■ Instructions to follow
Report every line in the records below that holds the word "config".

■ Input data

....

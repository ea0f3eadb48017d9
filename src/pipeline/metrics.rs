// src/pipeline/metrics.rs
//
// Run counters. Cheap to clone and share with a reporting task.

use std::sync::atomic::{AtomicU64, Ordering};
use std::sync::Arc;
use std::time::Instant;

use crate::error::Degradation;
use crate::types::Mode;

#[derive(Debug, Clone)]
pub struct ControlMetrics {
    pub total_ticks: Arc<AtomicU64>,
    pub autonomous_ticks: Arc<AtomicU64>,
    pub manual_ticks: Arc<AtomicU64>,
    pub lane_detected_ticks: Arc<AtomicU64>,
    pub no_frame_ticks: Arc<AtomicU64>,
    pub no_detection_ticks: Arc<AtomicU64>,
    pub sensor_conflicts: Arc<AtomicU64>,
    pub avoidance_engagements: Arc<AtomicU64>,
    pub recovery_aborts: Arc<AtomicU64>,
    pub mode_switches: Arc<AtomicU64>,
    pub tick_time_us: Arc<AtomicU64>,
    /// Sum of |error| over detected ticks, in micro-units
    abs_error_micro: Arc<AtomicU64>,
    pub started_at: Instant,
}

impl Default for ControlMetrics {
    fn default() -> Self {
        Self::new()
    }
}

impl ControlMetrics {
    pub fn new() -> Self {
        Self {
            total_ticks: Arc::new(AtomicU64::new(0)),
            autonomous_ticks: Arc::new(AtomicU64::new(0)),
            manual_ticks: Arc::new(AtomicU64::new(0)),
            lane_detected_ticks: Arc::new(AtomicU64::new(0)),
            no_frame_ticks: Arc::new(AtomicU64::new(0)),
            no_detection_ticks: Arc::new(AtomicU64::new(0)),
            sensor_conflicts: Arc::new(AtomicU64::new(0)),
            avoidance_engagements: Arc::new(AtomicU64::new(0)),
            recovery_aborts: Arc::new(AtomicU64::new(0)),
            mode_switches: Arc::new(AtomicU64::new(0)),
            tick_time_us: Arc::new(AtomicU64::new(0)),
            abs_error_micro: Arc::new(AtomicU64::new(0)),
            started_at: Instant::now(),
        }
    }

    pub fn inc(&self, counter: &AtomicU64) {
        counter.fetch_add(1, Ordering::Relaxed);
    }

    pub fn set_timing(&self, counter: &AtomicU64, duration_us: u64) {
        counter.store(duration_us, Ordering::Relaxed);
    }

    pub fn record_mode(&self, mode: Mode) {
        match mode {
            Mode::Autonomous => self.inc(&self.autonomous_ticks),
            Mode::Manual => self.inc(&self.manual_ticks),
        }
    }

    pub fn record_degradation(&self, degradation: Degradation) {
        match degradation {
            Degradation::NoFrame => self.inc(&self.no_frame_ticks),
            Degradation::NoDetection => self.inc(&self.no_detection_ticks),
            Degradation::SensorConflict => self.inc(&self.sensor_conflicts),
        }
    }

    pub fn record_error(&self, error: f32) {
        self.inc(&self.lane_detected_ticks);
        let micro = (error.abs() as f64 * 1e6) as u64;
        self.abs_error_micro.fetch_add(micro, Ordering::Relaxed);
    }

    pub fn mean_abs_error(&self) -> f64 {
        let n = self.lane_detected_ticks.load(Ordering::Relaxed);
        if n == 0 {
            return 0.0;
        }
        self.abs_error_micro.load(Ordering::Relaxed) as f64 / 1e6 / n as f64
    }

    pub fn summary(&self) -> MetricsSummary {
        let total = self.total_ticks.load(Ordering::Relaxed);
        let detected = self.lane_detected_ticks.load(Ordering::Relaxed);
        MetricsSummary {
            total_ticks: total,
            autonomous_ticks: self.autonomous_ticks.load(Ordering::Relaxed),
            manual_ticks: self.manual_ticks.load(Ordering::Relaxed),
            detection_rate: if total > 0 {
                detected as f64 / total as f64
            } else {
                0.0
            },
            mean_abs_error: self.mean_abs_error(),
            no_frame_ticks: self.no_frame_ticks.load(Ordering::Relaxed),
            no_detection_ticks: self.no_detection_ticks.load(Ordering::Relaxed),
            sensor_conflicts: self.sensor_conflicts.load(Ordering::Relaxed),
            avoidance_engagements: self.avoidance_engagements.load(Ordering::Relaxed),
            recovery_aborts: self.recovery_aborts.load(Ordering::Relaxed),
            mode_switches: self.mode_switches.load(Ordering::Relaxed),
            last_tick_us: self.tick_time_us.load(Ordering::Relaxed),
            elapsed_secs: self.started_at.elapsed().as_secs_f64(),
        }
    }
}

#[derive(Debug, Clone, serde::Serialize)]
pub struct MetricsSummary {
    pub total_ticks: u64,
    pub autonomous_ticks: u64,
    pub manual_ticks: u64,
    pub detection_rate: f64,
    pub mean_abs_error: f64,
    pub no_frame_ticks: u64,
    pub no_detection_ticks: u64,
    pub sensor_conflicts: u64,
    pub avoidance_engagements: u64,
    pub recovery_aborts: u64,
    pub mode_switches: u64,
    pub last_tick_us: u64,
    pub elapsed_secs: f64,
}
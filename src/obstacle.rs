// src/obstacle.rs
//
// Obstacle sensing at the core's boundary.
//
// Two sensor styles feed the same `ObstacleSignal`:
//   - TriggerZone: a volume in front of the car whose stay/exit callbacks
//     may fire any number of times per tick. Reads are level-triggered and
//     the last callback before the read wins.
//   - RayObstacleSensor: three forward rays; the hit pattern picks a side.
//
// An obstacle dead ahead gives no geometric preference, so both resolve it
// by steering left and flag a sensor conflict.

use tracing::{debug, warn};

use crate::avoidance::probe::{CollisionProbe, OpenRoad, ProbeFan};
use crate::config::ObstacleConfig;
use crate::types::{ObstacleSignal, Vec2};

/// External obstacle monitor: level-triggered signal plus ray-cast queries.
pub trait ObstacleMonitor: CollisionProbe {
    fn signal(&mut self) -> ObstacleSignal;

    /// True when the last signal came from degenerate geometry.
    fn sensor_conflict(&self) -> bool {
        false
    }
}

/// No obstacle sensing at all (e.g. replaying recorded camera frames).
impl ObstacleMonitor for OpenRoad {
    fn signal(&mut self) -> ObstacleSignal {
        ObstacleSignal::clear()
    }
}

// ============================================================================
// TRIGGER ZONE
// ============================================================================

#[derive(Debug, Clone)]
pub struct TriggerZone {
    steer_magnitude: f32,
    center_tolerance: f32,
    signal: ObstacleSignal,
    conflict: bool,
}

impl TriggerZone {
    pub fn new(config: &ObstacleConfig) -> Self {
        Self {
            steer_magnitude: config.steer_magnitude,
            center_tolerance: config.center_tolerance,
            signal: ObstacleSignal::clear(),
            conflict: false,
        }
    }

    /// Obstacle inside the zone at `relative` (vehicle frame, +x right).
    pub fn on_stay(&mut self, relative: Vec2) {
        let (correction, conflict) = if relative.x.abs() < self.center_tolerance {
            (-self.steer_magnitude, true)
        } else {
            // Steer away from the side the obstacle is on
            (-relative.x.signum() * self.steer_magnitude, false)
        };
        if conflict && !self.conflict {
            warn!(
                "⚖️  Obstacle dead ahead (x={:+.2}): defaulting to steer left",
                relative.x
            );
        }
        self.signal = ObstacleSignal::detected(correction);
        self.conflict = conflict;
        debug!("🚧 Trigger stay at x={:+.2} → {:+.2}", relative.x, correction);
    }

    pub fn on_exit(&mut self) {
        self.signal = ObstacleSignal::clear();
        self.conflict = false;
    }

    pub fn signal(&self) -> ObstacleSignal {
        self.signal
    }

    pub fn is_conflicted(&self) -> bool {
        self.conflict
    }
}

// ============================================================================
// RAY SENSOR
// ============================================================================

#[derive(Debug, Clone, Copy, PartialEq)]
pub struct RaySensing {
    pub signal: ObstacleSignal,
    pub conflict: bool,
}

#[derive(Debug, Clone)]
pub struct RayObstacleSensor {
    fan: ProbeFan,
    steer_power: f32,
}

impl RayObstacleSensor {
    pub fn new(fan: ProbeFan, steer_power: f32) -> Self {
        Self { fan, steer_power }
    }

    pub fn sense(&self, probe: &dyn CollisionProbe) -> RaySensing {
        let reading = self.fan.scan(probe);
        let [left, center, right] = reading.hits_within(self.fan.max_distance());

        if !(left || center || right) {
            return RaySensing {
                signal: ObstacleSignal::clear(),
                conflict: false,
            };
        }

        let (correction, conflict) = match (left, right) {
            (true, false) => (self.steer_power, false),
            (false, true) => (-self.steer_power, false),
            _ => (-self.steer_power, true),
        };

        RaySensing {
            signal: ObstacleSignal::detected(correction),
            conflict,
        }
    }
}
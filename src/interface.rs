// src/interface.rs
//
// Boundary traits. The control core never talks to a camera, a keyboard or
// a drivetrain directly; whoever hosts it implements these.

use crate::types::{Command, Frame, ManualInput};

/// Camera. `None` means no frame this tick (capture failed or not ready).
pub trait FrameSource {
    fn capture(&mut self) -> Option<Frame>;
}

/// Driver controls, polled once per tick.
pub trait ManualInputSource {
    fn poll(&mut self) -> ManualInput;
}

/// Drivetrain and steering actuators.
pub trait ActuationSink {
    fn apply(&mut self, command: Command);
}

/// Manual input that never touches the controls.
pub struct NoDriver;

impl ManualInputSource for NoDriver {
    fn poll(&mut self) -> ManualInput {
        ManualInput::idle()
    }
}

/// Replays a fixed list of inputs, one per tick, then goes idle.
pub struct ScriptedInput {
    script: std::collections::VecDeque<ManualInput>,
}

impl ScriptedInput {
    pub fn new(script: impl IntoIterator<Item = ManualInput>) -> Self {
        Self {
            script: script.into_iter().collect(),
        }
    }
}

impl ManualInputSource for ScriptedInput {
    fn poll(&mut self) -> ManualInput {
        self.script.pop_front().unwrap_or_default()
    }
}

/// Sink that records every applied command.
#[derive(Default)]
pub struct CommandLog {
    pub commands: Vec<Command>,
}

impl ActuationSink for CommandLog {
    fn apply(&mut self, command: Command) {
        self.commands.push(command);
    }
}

....

■ Task answer
use crate::config::ObstacleConfig;
    pub fn new(config: &ObstacleConfig) -> Self {
            steer_magnitude: config.steer_magnitude,
            center_tolerance: config.center_tolerance,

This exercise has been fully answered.